It is true that given bounded $A \subseteq \mathbb{R}$ and $B \subseteq \mathbb{R}$ with some $\gamma>0$ such that $\forall a \in A$ and $\forall b\in B$ $|a-b|≥\gamma$, then $m^{\star}(A \bigcup B) = m^{\star}(A) + m^{\star}(B) $ where $m^{\star}$ denotes Lebesgue outer measure.
I'm curious if there is a quick example of unbounded sets $A \subseteq \mathbb{R}$ and $B \subseteq \mathbb{R}$ where this fact fails.
Here's a proof for the fact that the Lebesgue outer measure, $m^*$, on $\Bbb{R}^n$ is a metric outer measure.
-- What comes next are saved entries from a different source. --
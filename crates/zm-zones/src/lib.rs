//! zm-zones: zone/part growth for the zoned maze.
//!
//! A maze is grown from a start position zone by zone. Each zone is split into
//! parts; every part past zone 0 is entered through exactly one door from an
//! earlier zone. Per-zone budgets come from a [`ZoneConstraints`]
//! implementation and all randomness flows through one injected generator.
//!
//! # Example
//!
//! ```
//! use rand::SeedableRng;
//! use rand_chacha::ChaCha8Rng;
//! use zm_core::Position;
//! use zm_graph::GridBuilder;
//! use zm_zones::{ZoneGrower, ZoneSpec, ZoneTable};
//!
//! let table = ZoneTable::from_specs([
//!     ZoneSpec::new(1, 1).doors_out(2),
//!     ZoneSpec::new(4, 2).doors_out(2),
//!     ZoneSpec::new(4, 1).doors_out(0),
//! ])
//! .unwrap();
//! let grid = GridBuilder::new(12, 12).build().unwrap();
//! let mut rng = ChaCha8Rng::seed_from_u64(7);
//!
//! let maze = ZoneGrower::default()
//!     .generate(grid, Position::new(0, 0), &table, &mut rng)
//!     .unwrap();
//! assert_eq!(maze.node_count(), 9);
//! maze.check_invariants(&table).unwrap();
//! ```

pub mod constraints;
pub mod error;
mod generation;
pub mod grower;
mod invariants;
pub mod sampling;
pub mod zone;

pub use constraints::{
    FormulaConstraints, FormulaParams, RandomTableParams, ZoneConstraints, ZoneSpec, ZoneTable,
    ZoneTableBuilder, spec_of, validate_constraints, validate_spec,
};
pub use error::{ConfigError, GrowthAction, ZoneError, ZoneResult};
pub use grower::{GrowerOptions, ZoneGrower};
pub use sampling::{DEFAULT_WEIGHT_FACTOR, decayed_index, decayed_probability, sample_decayed_index};
pub use zone::{Part, Zone, ZonedMaze};
//! Error types for scoring, solution building and placement.

use thiserror::Error;
use zm_core::{NodeId, ZoneId};

pub type ScoreResult<T> = Result<T, ScoreError>;

#[derive(Error, Debug, Clone, PartialEq)]
pub enum ScoreError {
    #[error(
        "No valid path under current keys into zone {zone}: {from} -> {to}. \
         The visit order is incompatible with the generated topology"
    )]
    PathNotFound {
        zone: ZoneId,
        from: NodeId,
        to: NodeId,
    },

    #[error("Unknown node: {node}")]
    UnknownNode { node: NodeId },

    #[error("Zone {zone} has no nodes")]
    EmptyZone { zone: ZoneId },

    #[error("Placement ratio must be finite and non-negative (got {value})")]
    InvalidRatio { value: f64 },
}
//! Depth-biased selection from node pools.
//!
//! Pools of part-entry candidates are kept ordered by creation depth. Sampling
//! an index from a truncated exponential distribution favours nodes close to
//! the maze origin: with the default factor of 3.0 the first node is picked
//! with probability `1 - e^(-1/3)`, about 28%, and each later slot is
//! `e^(-1/3)` times as likely as the one before it.

use rand::Rng;

/// Default decay factor for entry-node selection.
pub const DEFAULT_WEIGHT_FACTOR: f64 = 3.0;

/// Map a uniform draw `u` in `[0, 1)` to an index in `0..pool_size`.
///
/// The distribution is exponential with mean `decay_factor`, truncated to the
/// pool so no draw is rejected. Returns 0 for pools of size 0 or 1.
pub fn decayed_index(pool_size: usize, decay_factor: f64, u: f64) -> usize {
    if pool_size <= 1 {
        return 0;
    }
    let mass = 1.0 - (-(pool_size as f64) / decay_factor).exp();
    let x = -decay_factor * (1.0 - u.clamp(0.0, 1.0) * mass).ln();
    (x.floor().max(0.0) as usize).min(pool_size - 1)
}

/// Probability that `decayed_index` returns `index`.
pub fn decayed_probability(index: usize, pool_size: usize, decay_factor: f64) -> f64 {
    if index >= pool_size {
        return 0.0;
    }
    if pool_size == 1 {
        return 1.0;
    }
    let mass = 1.0 - (-(pool_size as f64) / decay_factor).exp();
    let lo = (-(index as f64) / decay_factor).exp();
    let hi = (-((index + 1) as f64) / decay_factor).exp();
    (lo - hi) / mass
}

/// Draw a depth-biased index from `rng`.
pub fn sample_decayed_index<R>(rng: &mut R, pool_size: usize, decay_factor: f64) -> usize
where
    R: Rng + ?Sized,
{
    decayed_index(pool_size, decay_factor, rng.r#gen::<f64>())
}


#[cfg(test)]
mod proptests {
    use super::*;
    use proptest::prelude::*;

    proptest! {
        #[test]
        fn index_stays_in_pool(pool in 1_usize..500, factor in 0.1_f64..20.0, u in 0.0_f64..1.0) {
            prop_assert!(decayed_index(pool, factor, u) < pool);
        }
    }
}
/// Floating point type used for scores and metrics.
pub type Real = f64;

/// One tolerance for everything
#[derive(Clone, Copy, Debug)]
pub struct Tolerances {
    pub abs: Real,
    pub rel: Real,
}

impl Default for Tolerances {
    fn default() -> Self {
        Self {
            abs: 1e-12,
            rel: 1e-9,
        }
    }
}

pub fn nearly_equal(a: Real, b: Real, tol: Tolerances) -> bool {
    let diff = (a - b).abs();
    if diff <= tol.abs {
        return true;
    }
    diff <= tol.rel * a.abs().max(b.abs())
}

/// Clamp a score into the unit interval.
pub fn unit_clamp(v: Real) -> Real {
    v.clamp(0.0, 1.0)
}

/// `numerator / denominator`, or `0.0` when the denominator is zero.
pub fn ratio(numerator: usize, denominator: usize) -> Real {
    if denominator == 0 {
        0.0
    } else {
        numerator as Real / denominator as Real
    }
}
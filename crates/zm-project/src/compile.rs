//! Turn a validated maze file into runtime inputs.

use rand::SeedableRng;
use rand_chacha::ChaCha8Rng;
use tracing::info;
use zm_core::Position;
use zm_graph::{GridBuilder, GridGraph};
use zm_zones::{GrowerOptions, ZoneError, ZoneGrower, ZoneSpec, ZoneTable, ZonedMaze};

use crate::schema::{MazeConfig, PositionDef, ZoneDef};
use crate::validate::validate_config;
use crate::ProjectResult;

/// Everything needed to grow the maze described by a file.
#[derive(Debug, Clone)]
pub struct CompiledMaze {
    pub grid: GridGraph,
    pub table: ZoneTable,
    pub options: GrowerOptions,
    pub start: Position,
    pub seed: u64,
}

impl From<PositionDef> for Position {
    fn from(p: PositionDef) -> Self {
        Position::new(p.x, p.y)
    }
}

fn to_spec(zone: &ZoneDef) -> ZoneSpec {
    // Budgets are non-negative once validated.
    let mut spec = ZoneSpec::new(zone.nodes as usize, zone.parts as usize);
    if let Some(max) = zone.max_doors_out {
        spec = spec.doors_out(max as usize);
    }
    if zone.corridor {
        spec = spec.corridor();
    }
    if zone.flexible_parts {
        spec = spec.flexible();
    }
    spec
}

pub fn compile(config: &MazeConfig) -> ProjectResult<CompiledMaze> {
    validate_config(config)?;

    let grid = GridBuilder::new(config.grid.width, config.grid.height)
        .block_all(config.grid.blocked.iter().map(|&p| Position::from(p)))
        .build()?;

    let mut builder = ZoneTable::builder();
    for (index, zone) in config.zones.iter().enumerate() {
        builder = builder.zone(index, to_spec(zone)).map_err(ZoneError::from)?;
    }
    if let Some(cap) = config.max_total_nodes {
        builder = builder.max_total_nodes(cap as usize);
    }

    let options = GrowerOptions {
        weight_factor: config.growth.weight_factor,
    };
    options.validate().map_err(ZoneError::from)?;

    Ok(CompiledMaze {
        grid,
        table: builder.build(),
        options,
        start: config.start.into(),
        seed: config.seed,
    })
}

/// Compile and grow with `seed` (or the file's own seed).
pub fn generate(config: &MazeConfig, seed: Option<u64>) -> ProjectResult<ZonedMaze> {
    let compiled = compile(config)?;
    let seed = seed.unwrap_or(compiled.seed);
    info!(name = %config.name, seed, "generating maze");

    let mut rng = ChaCha8Rng::seed_from_u64(seed);
    let maze = ZoneGrower::new(compiled.options)?.generate(
        compiled.grid,
        compiled.start,
        &compiled.table,
        &mut rng,
    )?;
    Ok(maze)
}
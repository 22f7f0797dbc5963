//! Application configuration loaded from environment variables.

use std::env;

/// Weekly chart window length when not configured.
pub const DEFAULT_WEEKLY_WINDOW_WEEKS: u32 = 104;
/// The weekly window starts in July of the previous year by default.
pub const DEFAULT_SEASON_START_MONTH: u32 = 7;

/// Application configuration, loaded once at startup.
#[derive(Debug, Clone)]
pub struct Config {
    /// Number of weeks in the weekly stats series
    pub weekly_window_weeks: u32,
    /// Month (1-12) of the previous year the weekly window starts in
    pub season_start_month: u32,
    /// Optional JSON snapshot to load into the in-memory store
    pub data_path: Option<String>,
}

impl Default for Config {
    /// Default config for testing only.
    fn default() -> Self {
        Self {
            weekly_window_weeks: DEFAULT_WEEKLY_WINDOW_WEEKS,
            season_start_month: DEFAULT_SEASON_START_MONTH,
            data_path: None,
        }
    }
}

impl Config {
    /// Load configuration from environment variables.
    ///
    /// A `.env` file in the working directory is honored for local runs.
    pub fn from_env() -> Result<Self, ConfigError> {
        dotenvy::dotenv().ok(); // Load .env file if present

        let weekly_window_weeks = parse_var(
            "TRAINING_LOG_WEEKLY_WEEKS",
            DEFAULT_WEEKLY_WINDOW_WEEKS,
        )?;
        if weekly_window_weeks == 0 {
            return Err(ConfigError::Invalid("TRAINING_LOG_WEEKLY_WEEKS"));
        }

        let season_start_month = parse_var(
            "TRAINING_LOG_SEASON_START_MONTH",
            DEFAULT_SEASON_START_MONTH,
        )?;
        if !(1..=12).contains(&season_start_month) {
            return Err(ConfigError::Invalid("TRAINING_LOG_SEASON_START_MONTH"));
        }

        Ok(Self {
            weekly_window_weeks,
            season_start_month,
            data_path: env::var("TRAINING_LOG_DATA")
                .ok()
                .map(|v| v.trim().to_string())
                .filter(|v| !v.is_empty()),
        })
    }
}

/// Read a numeric variable, falling back to `default` when unset.
fn parse_var(name: &'static str, default: u32) -> Result<u32, ConfigError> {
    match env::var(name) {
        Ok(raw) => raw.trim().parse().map_err(|_| ConfigError::Invalid(name)),
        Err(_) => Ok(default),
    }
}

/// Configuration errors
#[derive(Debug, thiserror::Error)]
pub enum ConfigError {
    #[error("Invalid value for environment variable: {0}")]
    Invalid(&'static str),
}
// SPDX-License-Identifier: MIT
// Copyright 2026 Roland Dreier <roland@rolandd.dev>

//! Application error types shared by the engine and the storage seam.

/// Application error type.
#[derive(Debug, thiserror::Error)]
pub enum AppError {
    #[error("Invalid input: {0}")]
    InvalidInput(String),

    #[error("Resource not found: {0}")]
    NotFound(String),

    #[error("Storage error: {0}")]
    Storage(String),

    #[error("Internal error: {0}")]
    Internal(#[from] anyhow::Error),
}

impl AppError {
    /// Whether the failure was caused by the caller's input rather than by
    /// storage or an internal fault. Client errors are never worth retrying.
    pub fn is_client_error(&self) -> bool {
        matches!(self, AppError::InvalidInput(_) | AppError::NotFound(_))
    }

    /// Stable machine-readable code for API responses.
    pub fn code(&self) -> &'static str {
        match self {
            AppError::InvalidInput(_) => "invalid_input",
            AppError::NotFound(_) => "not_found",
            AppError::Storage(_) => "storage_error",
            AppError::Internal(_) => "internal_error",
        }
    }
}

/// Result type alias for engine and service operations.
pub type Result<T> = std::result::Result<T, AppError>;
// SPDX-License-Identifier: MIT
// Copyright 2026 Roland Dreier <roland@rolandd.dev>

//! Training cycle and phase models.

use chrono::NaiveDate;
use serde::{Deserialize, Serialize};
#[cfg(feature = "binding-generation")]
use ts_rs::TS;

/// Training emphasis of a phase.
#[derive(Debug, Clone, Copy, PartialEq, Eq, Hash, Serialize, Deserialize)]
#[cfg_attr(feature = "binding-generation", derive(TS))]
#[cfg_attr(
    feature = "binding-generation",
    ts(export, export_to = "web/src/lib/generated/")
)]
#[serde(rename_all = "snake_case")]
pub enum PhaseType {
    Base,
    Build,
    Peak,
    Taper,
    Recovery,
    Off,
}

/// Phase as requested by the athlete: what and for how many weeks.
#[derive(Debug, Clone, Copy, PartialEq, Eq, Serialize, Deserialize)]
#[cfg_attr(feature = "binding-generation", derive(TS))]
#[cfg_attr(
    feature = "binding-generation",
    ts(export, export_to = "web/src/lib/generated/")
)]
pub struct PhaseDefinition {
    pub phase_type: PhaseType,
    pub duration_weeks: u32,
}

/// Phase with its position and week-aligned dates.
#[derive(Debug, Clone, Copy, PartialEq, Eq, Serialize, Deserialize)]
#[cfg_attr(feature = "binding-generation", derive(TS))]
#[cfg_attr(
    feature = "binding-generation",
    ts(export, export_to = "web/src/lib/generated/")
)]
pub struct CalculatedPhase {
    pub phase_type: PhaseType,
    /// 1-based position, earliest phase first
    pub order: u32,
    pub duration_weeks: u32,
    /// Always a Monday
    #[cfg_attr(feature = "binding-generation", ts(type = "string"))]
    pub start_date: NaiveDate,
    /// Always a Sunday
    #[cfg_attr(feature = "binding-generation", ts(type = "string"))]
    pub end_date: NaiveDate,
}

/// What a cycle is scheduled toward.
#[derive(Debug, Clone, Copy, Default, PartialEq, Eq)]
pub struct CycleGoal {
    /// Date of the linked race, takes precedence over `end_date`
    pub race_date: Option<NaiveDate>,
    pub end_date: Option<NaiveDate>,
    pub start_date: Option<NaiveDate>,
}

/// Computed cycle dates and phases.
#[derive(Debug, Clone, PartialEq, Eq, Serialize, Deserialize)]
#[cfg_attr(feature = "binding-generation", derive(TS))]
#[cfg_attr(
    feature = "binding-generation",
    ts(export, export_to = "web/src/lib/generated/")
)]
pub struct TrainingCycle {
    #[cfg_attr(feature = "binding-generation", ts(type = "string"))]
    pub start_date: NaiveDate,
    #[cfg_attr(feature = "binding-generation", ts(type = "string"))]
    pub end_date: NaiveDate,
    pub total_weeks: u32,
    pub phases: Vec<CalculatedPhase>,
}

/// Cycle creation request as received from a client. Dates are raw strings
/// and are parsed before scheduling.
#[derive(Debug, Clone, Default, Serialize, Deserialize)]
#[cfg_attr(feature = "binding-generation", derive(TS))]
#[cfg_attr(
    feature = "binding-generation",
    ts(export, export_to = "web/src/lib/generated/")
)]
pub struct CreateTrainingCycleRequest {
    pub name: String,
    #[serde(default)]
    pub race_id: Option<String>,
    #[serde(default)]
    pub start_date: Option<String>,
    #[serde(default)]
    pub end_date: Option<String>,
    /// Optional client-side total; must match the phase durations if given
    #[serde(default)]
    pub total_weeks: Option<u32>,
    pub phases: Vec<PhaseDefinition>,
}

/// A computed cycle ready to be written with its phases in one transaction.
#[derive(Debug, Clone, PartialEq, Eq, Serialize, Deserialize)]
pub struct NewTrainingCycle {
    pub user_id: String,
    pub race_id: Option<String>,
    pub name: String,
    #[serde(flatten)]
    pub cycle: TrainingCycle,
}
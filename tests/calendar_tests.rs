// SPDX-License-Identifier: MIT
// Copyright 2026 Roland Dreier <roland@rolandd.dev>

//! Calendar aggregation tests against the shared fixture and synthetic
//! multi-year histories.

use chrono::{Datelike, Weekday};
use training_calendar::db::TrainingStore;
use training_calendar::models::{StructuredActivitiesLog, Totals};
use training_calendar::services::structure_log;
use training_calendar::time_utils::date_range;

mod common;
use common::{assert_totals_consistent, date, fixture_db, fixture_service, race_at, run_at};

async fn fixture_log(user_id: &str) -> StructuredActivitiesLog {
    let db = fixture_db();
    let activities = db.get_activities_by_user(user_id).await.unwrap();
    let range = db.get_date_range(user_id).await.unwrap();
    structure_log(&activities, range.min_date, range.max_date)
}

#[test]
fn test_empty_history_is_canonical_empty_log() {
    let log = structure_log(&[], None, None);

    assert!(log.years.is_empty());
    assert_eq!(log.totals, Totals::default());
    assert_eq!(
        serde_json::to_value(&log).unwrap(),
        serde_json::json!({
            "years": [],
            "totals": {
                "distance_meters": 0.0,
                "duration_seconds": 0.0,
                "elevation_gain_meters": 0.0,
                "activities_count": 0,
                "races_count": 0
            }
        })
    );
}

#[tokio::test]
async fn test_fixture_tree_shape() {
    let log = fixture_log("athlete-1").await;

    assert_eq!(log.totals.activities_count, 6);
    assert_eq!(log.totals.races_count, 1);
    assert_eq!(log.totals.distance_meters, 67097.5);

    let years: Vec<i32> = log.years.iter().map(|y| y.year).collect();
    assert_eq!(years, [2025, 2024]);

    let months_2025: Vec<u32> = log.years[0].months.as_slice().iter().map(|m| m.month).collect();
    let months_2024: Vec<u32> = log.years[1].months.as_slice().iter().map(|m| m.month).collect();
    assert_eq!(months_2025, [2, 1]);
    assert_eq!(months_2024, [12, 11]);
}

#[tokio::test]
async fn test_fixture_collapsing() {
    let log = fixture_log("athlete-1").await;

    // January 2025 and December 2024 have no activity at all
    let january = &log.years[0].months.as_slice()[1];
    let december = &log.years[1].months.as_slice()[0];
    assert_eq!(january.month_name, "January");
    assert!(january.weeks.is_empty());
    assert_eq!(january.totals.activities_count, 0);
    assert!(december.weeks.is_empty());

    // February keeps every week, but only the active one keeps its days
    let february = &log.years[0].months.as_slice()[0];
    let weeks = february.weeks.as_slice();
    let starts: Vec<_> = weeks.iter().map(|w| w.start_date).collect();
    assert_eq!(starts, [date(2025, 2, 10), date(2025, 2, 3), date(2025, 1, 27)]);
    assert!(!weeks[0].days.is_empty());
    assert!(weeks[1].days.is_empty());
    assert!(weeks[2].days.is_empty());
    assert_eq!(weeks[0].week_number, 7);

    // Strength session without distance still counts
    assert_eq!(weeks[0].totals.activities_count, 2);
    assert_eq!(weeks[0].totals.distance_meters, 25000.0);
    assert_eq!(weeks[0].totals.duration_seconds, 11400.0);
}

#[tokio::test]
async fn test_fixture_late_evening_activity_stays_local() {
    let log = fixture_log("athlete-1").await;

    let november = &log.years[1].months.as_slice()[1];
    let first_week = november.weeks.as_slice().last().unwrap();
    assert_eq!(first_week.start_date, date(2024, 11, 4));
    assert_eq!(first_week.totals.activities_count, 3);

    let days = first_week.days.as_slice();
    let wednesday = days.iter().find(|d| d.date == date(2024, 11, 6)).unwrap();
    let thursday = days.iter().find(|d| d.date == date(2024, 11, 7)).unwrap();
    assert_eq!(wednesday.activities.len(), 2);
    assert_eq!(wednesday.day_of_week, 3);
    assert!(thursday.is_rest_day);
}

#[tokio::test]
async fn test_fixture_race_week() {
    let log = fixture_log("athlete-1").await;

    let november = &log.years[1].months.as_slice()[1];
    let race_week = november
        .weeks
        .as_slice()
        .iter()
        .find(|w| w.start_date == date(2024, 11, 11))
        .unwrap();

    assert_eq!(race_week.totals.races_count, 1);
    assert_eq!(race_week.end_date, date(2024, 11, 17));
    let sunday = &race_week.days.as_slice()[0];
    assert_eq!(sunday.date.weekday(), Weekday::Sun);
    assert_eq!(sunday.day_of_week, 0);
    assert_eq!(sunday.activities[0].id, "a4");
}

#[tokio::test]
async fn test_service_structured_log_matches_store_pipeline() {
    let service = fixture_service();

    let log = service.get_structured_log("athlete-1").await.unwrap();

    assert_eq!(log, fixture_log("athlete-1").await);
    assert_eq!(log.totals.activities_count, 6);
}

#[tokio::test]
async fn test_service_structured_log_for_unknown_user_is_empty() {
    let service = fixture_service();

    let log = service.get_structured_log("nobody").await.unwrap();

    assert_eq!(log, StructuredActivitiesLog::default());
    assert_eq!(serde_json::to_value(&log).unwrap()["years"], serde_json::json!([]));
}

#[tokio::test]
async fn test_fixture_totals_consistent() {
    let log = fixture_log("athlete-1").await;
    assert_eq!(assert_totals_consistent(&log), 6);
}

#[test]
fn test_empty_middle_year_collapses() {
    let activities = vec![
        run_at("a", "2022-12-30T08:00:00+00:00", 10000.0),
        race_at("b", "2024-01-03T08:00:00+00:00", 42195.0),
    ];
    let (min, max) = date_range(activities.iter().map(|a| &a.start_time)).unwrap();

    let log = structure_log(&activities, Some(min), Some(max));

    let years: Vec<i32> = log.years.iter().map(|y| y.year).collect();
    assert_eq!(years, [2024, 2023, 2022]);
    assert!(log.years[1].months.is_empty());
    assert_eq!(log.years[1].totals, Totals::default());
    assert!(!log.years[0].months.is_empty());
    assert!(!log.years[2].months.is_empty());
    assert_eq!(assert_totals_consistent(&log), 2);

    // The walk covers whole weeks: Mon 2022-12-26 .. Sun 2024-01-07
    let first_week = log.years[2].months.as_slice()[0].weeks.as_slice().last().unwrap();
    assert_eq!(first_week.start_date, date(2022, 12, 26));
    let last_week = &log.years[0].months.as_slice()[0].weeks.as_slice()[0];
    assert_eq!(last_week.end_date, date(2024, 1, 7));
}

#[test]
fn test_every_day_in_range_appears_once() {
    let activities = vec![
        run_at("a", "2025-01-15T08:00:00-05:00", 5000.0),
        run_at("b", "2025-03-20T08:00:00-05:00", 5000.0),
        run_at("c", "2025-05-07T08:00:00-05:00", 5000.0),
        run_at("d", "2025-06-28T08:00:00-05:00", 5000.0),
    ];

    let log = structure_log(&activities, Some(date(2025, 1, 15)), Some(date(2025, 6, 28)));

    // Only weeks with activity keep their days; each of those weeks lies in
    // a single month here, so all 7 days are present.
    let mut day_count = 0;
    for month in log.years[0].months.as_slice() {
        for week in month.weeks.as_slice() {
            let days = week.days.as_slice();
            if !days.is_empty() {
                assert_eq!(days.len(), 7);
                assert!(days.windows(2).all(|w| w[0].date > w[1].date));
            }
            day_count += days.len();
        }
    }
    assert_eq!(day_count, 4 * 7);
    assert_eq!(assert_totals_consistent(&log), 4);
}

#[test]
fn test_activities_outside_range_are_not_placed() {
    let activities = vec![
        run_at("a", "2025-03-05T08:00:00Z", 5000.0),
        run_at("b", "2025-04-20T08:00:00Z", 5000.0),
    ];

    let log = structure_log(&activities, Some(date(2025, 3, 5)), Some(date(2025, 3, 5)));

    assert_eq!(log.totals.activities_count, 1);
    assert_eq!(assert_totals_consistent(&log), 1);
}

#[test]
fn test_structure_log_is_deterministic() {
    let mut activities = vec![
        run_at("a", "2025-02-01T06:00:00+09:00", 8000.0),
        race_at("b", "2025-02-01T20:00:00+09:00", 5000.0),
        run_at("c", "2025-01-20T06:00:00+09:00", 12000.0),
    ];
    let range = (Some(date(2025, 1, 20)), Some(date(2025, 2, 1)));

    let first = structure_log(&activities, range.0, range.1);
    let second = structure_log(&activities, range.0, range.1);
    assert_eq!(first, second);

    // Input order does not matter either
    activities.reverse();
    let reversed = structure_log(&activities, range.0, range.1);
    assert_eq!(
        serde_json::to_value(&first).unwrap()["totals"],
        serde_json::to_value(&reversed).unwrap()["totals"]
    );
    assert_eq!(first.years.len(), reversed.years.len());
}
Let $A,B\subset \Bbb{R}^n$ be non-empty sets with $d(A,B) := \inf\{d(a,b)| \, a \in A, b \in B\} > 0$ ($d$ being the standard metric on $\Bbb{R}^n$). Now, put $\delta := \frac{d(A,B)}{4}$ (you could probably get away with a $2$ in the denominator, but this certainly doesn't hurt). Now, recall that one possible definition of the Lebesgue outer measure of a set $S\subset\Bbb{R}^n$ is as the infimum over the total volume of covers of $S$ by open rectangles. But actually, it doesn't matter whether we use open rectangles or closed rectangles, or even half-open rectangles in the definition. All of these will turn out to give the same number.
So, given $\epsilon>0$, we can find a countable cover $\{H_j\}_{j=1}^{\infty}$ of the set $A\cup B$ using $n$-dimensional left-closed, right-open rectangles (i.e products of $n$ intervals of the form $[\alpha,\beta)$) such that \begin{align} \sum_{j=1}^{\infty} \text{vol}(H_j) \leq m^*(A\cup B) + \epsilon \end{align} Now, a-priori, the rectangles $H_j$ might be "too large", but by chopping them up enough times along the coordinate axes, we can write each $H_j$ as a finite disjoint union of left-closed right-open rectangles, each of which has diameter $\leq\delta$ (for example, think of the interval $[0,5)$, and suppose $\delta = 2$; then we can chop it up as $[0,2)\cup [2, 4)\cup[4,5)$). Since a finite union of countable sets is still countable, we lose no generality by supposing each of the $H_j$ itself has diameter $\leq \delta$.
Now, I leave it to you to prove (using the fact each $H_j$ has diameter $\leq \delta$ and the definition of $\delta$) that if $H_j\cap A \neq \emptyset$ then $H_j \cap B = \emptyset$ (and similarly if the roles of $A,B$ are reversed). Thus, we have "disjoint subsequences" of rectangles $\{H_{A_k}\}_{k=1}^{\infty}$ and $\{H_{B_k}\}_{k=1}^{\infty}$ which cover $A$ and $B$ respectively. Thus, \begin{align} m^*(A) + m^*(B) &\leq \sum_{k=1}^{\infty} \text{vol}(H_{A_k}) + \sum_{k=1}^{\infty} \text{vol}(H_{B_k}) \\ &\leq \sum_{j=1}^{\infty} \text{vol}(H_j) \\ &\leq m^*(A\cup B) + \epsilon. \end{align}
Since $\epsilon>0$ was arbitrary, we actually get the inequality $m^*(A)+m^*(B)\leq m^*(A\cup B)$; the other inequality is trivially true by subadditivity of outer measures. This completes the proof. Notice how the proof does not rely on $A$ or $B$ being bounded; it is true even without that assumption.